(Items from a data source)

// Control-process side of the chassis: owns the worker session, writes the
// command slots and reads state snapshots.

use std::time::{Duration, Instant};

use tracing::warn;

use super::{CMD_RANGE, ERR_IDX, STATE_RANGE};
use crate::session::{DeviceSession, SessionError, Worker};
use crate::shm::FLAG_FAULT;
use crate::unix_time;
use crate::worker::ChassisWorker;

/// vy below this is treated as zero
const VY_EPSILON: f64 = 1e-4;
/// Minimum gap between "vy ignored" warnings
const VY_WARN_INTERVAL: Duration = Duration::from_secs(2);

/// Chassis state as seen by the control process
#[derive(Debug, Clone, Copy, PartialEq)]
pub struct ChassisState {
    pub vx: f64,
    pub vy: f64,
    pub vz: f64,
    pub ax: f64,
    pub ay: f64,
    pub az: f64,
    pub wx: f64,
    pub wy: f64,
    pub wz: f64,
    /// 0 = ok, 1 = fault or not ready
    pub err: u8,
    /// Wall-clock time of the read
    pub stamp: f64,
}

impl ChassisState {
    fn fault() -> Self {
        Self {
            vx: 0.0,
            vy: 0.0,
            vz: 0.0,
            ax: 0.0,
            ay: 0.0,
            az: 0.0,
            wx: 0.0,
            wy: 0.0,
            wz: 0.0,
            err: 1,
            stamp: unix_time(),
        }
    }
}

/// Differential-drive chassis driver
pub struct ChassisDriver<W: Worker = ChassisWorker> {
    session: DeviceSession<W>,
    vy_warned_at: Option<Instant>,
}

impl ChassisDriver<ChassisWorker> {
    pub fn new(serial_port: &str, baudrate: u32, control_hz: f64) -> Self {
        Self::with_worker(ChassisWorker {
            port: serial_port.to_string(),
            baudrate,
            control_hz,
        })
    }
}

impl<W: Worker> ChassisDriver<W> {
    /// Driver around any worker that speaks the chassis shared layout
    pub fn with_worker(worker: W) -> Self {
        Self {
            session: DeviceSession::new(worker),
            vy_warned_at: None,
        }
    }

    pub fn start(&mut self) -> Result<(), SessionError> {
        self.session.start()
    }

    pub fn is_alive(&mut self) -> bool {
        self.session.is_alive()
    }

    pub fn session(&self) -> &DeviceSession<W> {
        &self.session
    }

    /// Write the command slots. vy is dropped: the base cannot strafe.
    pub fn set_cmd(&mut self, vx: f64, vy: f64, wz: f64) {
        if vy.abs() > VY_EPSILON {
            let due = self
                .vy_warned_at
                .is_none_or(|at| at.elapsed() > VY_WARN_INTERVAL);
            if due {
                warn!("vy command ignored on differential drive: vy={:.4}", vy);
                self.vy_warned_at = Some(Instant::now());
            }
        }

        let Some(channel) = self.session.channel() else {
            return;
        };
        if let Err(e) = channel.write_range(CMD_RANGE, &[vx, 0.0, wz]) {
            warn!("Failed to write chassis command: {}", e);
        }
    }

    /// Snapshot of the shared state. A dead or missing worker reads as a fault.
    pub fn get_state(&mut self) -> ChassisState {
        let alive = self.session.is_alive();
        let Some(channel) = self.session.channel() else {
            return ChassisState::fault();
        };

        let snap = channel.read_snapshot();
        let s = &snap[STATE_RANGE];
        let err = if !alive || snap[ERR_IDX] >= FLAG_FAULT { 1 } else { 0 };

        ChassisState {
            vx: s[0],
            vy: s[1],
            vz: s[2],
            ax: s[3],
            ay: s[4],
            az: s[5],
            wx: s[6],
            wy: s[7],
            wz: s[8],
            err,
            stamp: unix_time(),
        }
    }

    pub fn stop(&mut self) {
        self.session.stop();
    }
}
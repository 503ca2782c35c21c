// Byte transport used by the device I/O loops
//
// The loops only need "give me whatever arrived within a short timeout" and
// "send this frame", so the serial port sits behind a small trait that tests
// replace with a scripted stream.

use serialport::{self, ClearBuffer, DataBits, Parity, SerialPort, StopBits};
use std::io::{self, Read, Write};
use std::time::Duration;
use tracing::debug;

use crate::shm::ShmError;

/// Read timeout; bounds how long one loop iteration can block
pub const READ_TIMEOUT: Duration = Duration::from_millis(1);

/// Transport or shared-memory failure inside a device worker. Fatal to the loop.
#[derive(Debug, thiserror::Error)]
pub enum DeviceError {
    #[error("Serial port error: {0}")]
    Serial(#[from] serialport::Error),

    #[error("IO error: {0}")]
    Io(#[from] io::Error),

    #[error("Shared memory error: {0}")]
    Shm(#[from] ShmError),
}

pub trait Transport {
    /// Read available bytes into `buf`. Returns 0 when nothing arrived before the timeout.
    fn read_into(&mut self, buf: &mut [u8]) -> io::Result<usize>;

    /// Write a whole frame
    fn write_frame(&mut self, frame: &[u8]) -> io::Result<()>;
}

/// 8N1 serial line with a short read timeout
pub struct SerialTransport {
    port: Box<dyn SerialPort>,
}

impl SerialTransport {
    pub fn open(path: &str, baudrate: u32) -> Result<Self, DeviceError> {
        let port = serialport::new(path, baudrate)
            .data_bits(DataBits::Eight)
            .parity(Parity::None)
            .stop_bits(StopBits::One)
            .timeout(READ_TIMEOUT)
            .open()?;

        // The device streams as soon as the port opens; start from a clean buffer
        port.clear(ClearBuffer::All)?;
        debug!("Opened {} at {} baud", path, baudrate);

        Ok(Self { port })
    }
}

impl Transport for SerialTransport {
    fn read_into(&mut self, buf: &mut [u8]) -> io::Result<usize> {
        match self.port.read(buf) {
            Ok(n) => Ok(n),
            Err(e) if e.kind() == io::ErrorKind::TimedOut => Ok(0),
            Err(e) => Err(e),
        }
    }

    fn write_frame(&mut self, frame: &[u8]) -> io::Result<()> {
        self.port.write_all(frame)?;
        self.port.flush()
    }
}
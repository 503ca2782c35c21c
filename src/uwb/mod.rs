// UWB positioning beacon support (read-only device)

use std::ops::Range;

mod adapter;
pub mod codec;
pub mod io_loop;

pub use adapter::{UwbAdapter, UwbState, NEVER_AGE_S};
pub use codec::{decode_fix, UwbFix};
pub use io_loop::UwbIoLoop;

// Shared block layout: [x, y, vx, vy, stamp, err], all written by the I/O loop
pub const SHM_LEN: usize = 6;
pub const FIX_RANGE: Range<usize> = 0..4;
pub const STAMP_IDX: usize = 4;
pub const ERR_IDX: usize = 5;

• WHAT TO WORK ON
Every record must appear in the answer exactly as it appears above.

• COMPLETED TASK
// Control-process side of the chassis: owns the worker session, writes the
// command slots and reads state snapshots.

use std::time::{Duration, Instant};

use tracing::warn;

use super::{CMD_RANGE, ERR_IDX, STATE_RANGE};
use crate::session::{DeviceSession, SessionError, Worker};
use crate::shm::FLAG_FAULT;
use crate::unix_time;
use crate::worker::ChassisWorker;

/// vy below this is treated as zero
const VY_EPSILON: f64 = 1e-4;
/// Minimum gap between "vy ignored" warnings
const VY_WARN_INTERVAL: Duration = Duration::from_secs(2);

/// Chassis state as seen by the control process
#[derive(Debug, Clone, Copy, PartialEq)]
pub struct ChassisState {
    pub vx: f64,
    pub vy: f64,
    pub vz: f64,
    pub ax: f64,
    pub ay: f64,
    pub az: f64,
    pub wx: f64,
    pub wy: f64,
    pub wz: f64,
    /// 0 = ok, 1 = fault or not ready
    pub err: u8,
    /// Wall-clock time of the read
    pub stamp: f64,
}

impl ChassisState {
    fn fault() -> Self {
        Self {
            vx: 0.0,
            vy: 0.0,
            vz: 0.0,
            ax: 0.0,
            ay: 0.0,
            az: 0.0,
            wx: 0.0,
            wy: 0.0,
            wz: 0.0,
            err: 1,
            stamp: unix_time(),
        }
    }
}

/// Differential-drive chassis driver
pub struct ChassisDriver<W: Worker = ChassisWorker> {
    session: DeviceSession<W>,
    vy_warned_at: Option<Instant>,
}

impl ChassisDriver<ChassisWorker> {
    pub fn new(serial_port: &str, baudrate: u32, control_hz: f64) -> Self {
        Self::with_worker(ChassisWorker {
            port: serial_port.to_string(),
            baudrate,
            control_hz,
        })
    }
}

impl<W: Worker> ChassisDriver<W> {
    /// Driver around any worker that speaks the chassis shared layout
    pub fn with_worker(worker: W) -> Self {
        Self {
            session: DeviceSession::new(worker),
            vy_warned_at: None,
        }
    }

    pub fn start(&mut self) -> Result<(), SessionError> {
        self.session.start()
    }

    pub fn is_alive(&mut self) -> bool {
        self.session.is_alive()
    }

    pub fn session(&self) -> &DeviceSession<W> {
        &self.session
    }

    /// Write the command slots. vy is dropped: the base cannot strafe.
    pub fn set_cmd(&mut self, vx: f64, vy: f64, wz: f64) {
        if vy.abs() > VY_EPSILON {
            let due = self
                .vy_warned_at
                .is_none_or(|at| at.elapsed() > VY_WARN_INTERVAL);
            if due {
                warn!("vy command ignored on differential drive: vy={:.4}", vy);
                self.vy_warned_at = Some(Instant::now());
            }
        }

        let Some(channel) = self.session.channel() else {
            return;
        };
        if let Err(e) = channel.write_range(CMD_RANGE, &[vx, 0.0, wz]) {
            warn!("Failed to write chassis command: {}", e);
        }
    }

    /// Snapshot of the shared state. A dead or missing worker reads as a fault.
    pub fn get_state(&mut self) -> ChassisState {
        let alive = self.session.is_alive();
        let Some(channel) = self.session.channel() else {
            return ChassisState::fault();
        };

        let snap = channel.read_snapshot();
        let s = &snap[STATE_RANGE];
        let err = if !alive || snap[ERR_IDX] >= FLAG_FAULT { 1 } else { 0 };

        ChassisState {
            vx: s[0],
            vy: s[1],
            vz: s[2],
            ax: s[3],
            ay: s[4],
            az: s[5],
            wx: s[6],
            wy: s[7],
            wz: s[8],
            err,
            stamp: unix_time(),
        }
    }

    pub fn stop(&mut self) {
        self.session.stop();
    }
}
repository 503ca2782c35c21c
// Byte transport used by the device I/O loops
//
// The loops only need "give me whatever arrived within a short timeout" and
// "send this frame", so the serial port sits behind a small trait that tests
// replace with a scripted stream.

use serialport::{self, ClearBuffer, DataBits, Parity, SerialPort, StopBits};
use std::io::{self, Read, Write};
use std::time::Duration;
use tracing::debug;

use crate::shm::ShmError;

/// Read timeout; bounds how long one loop iteration can block
pub const READ_TIMEOUT: Duration = Duration::from_millis(1);

/// Transport or shared-memory failure inside a device worker. Fatal to the loop.
#[derive(Debug, thiserror::Error)]
pub enum DeviceError {
    #[error("Serial port error: {0}")]
    Serial(#[from] serialport::Error),

    #[error("IO error: {0}")]
    Io(#[from] io::Error),

    #[error("Shared memory error: {0}")]
    Shm(#[from] ShmError),
}

pub trait Transport {
    /// Read available bytes into `buf`. Returns 0 when nothing arrived before the timeout.
    fn read_into(&mut self, buf: &mut [u8]) -> io::Result<usize>;

    /// Write a whole frame
    fn write_frame(&mut self, frame: &[u8]) -> io::Result<()>;
}

/// 8N1 serial line with a short read timeout
pub struct SerialTransport {
    port: Box<dyn SerialPort>,
}

impl SerialTransport {
    pub fn open(path: &str, baudrate: u32) -> Result<Self, DeviceError> {
        let port = serialport::new(path, baudrate)
            .data_bits(DataBits::Eight)
            .parity(Parity::None)
            .stop_bits(StopBits::One)
            .timeout(READ_TIMEOUT)
            .open()?;

        // The device streams as soon as the port opens; start from a clean buffer
        port.clear(ClearBuffer::All)?;
        debug!("Opened {} at {} baud", path, baudrate);

        Ok(Self { port })
    }
}

impl Transport for SerialTransport {
    fn read_into(&mut self, buf: &mut [u8]) -> io::Result<usize> {
        match self.port.read(buf) {
            Ok(n) => Ok(n),
            Err(e) if e.kind() == io::ErrorKind::TimedOut => Ok(0),
            Err(e) => Err(e),
        }
    }

    fn write_frame(&mut self, frame: &[u8]) -> io::Result<()> {
        self.port.write_all(frame)?;
        self.port.flush()
    }
}
repository 503ca2782c35c21c
filename src/uwb/mod.rs
// UWB positioning beacon support (read-only device)

use std::ops::Range;

mod adapter;
pub mod codec;
pub mod io_loop;

pub use adapter::{UwbAdapter, UwbState, NEVER_AGE_S};
pub use codec::{decode_fix, UwbFix};
pub use io_loop::UwbIoLoop;

// Shared block layout: [x, y, vx, vy, stamp, err], all written by the I/O loop
pub const SHM_LEN: usize = 6;
pub const FIX_RANGE: Range<usize> = 0..4;
pub const STAMP_IDX: usize = 4;
pub const ERR_IDX: usize = 5;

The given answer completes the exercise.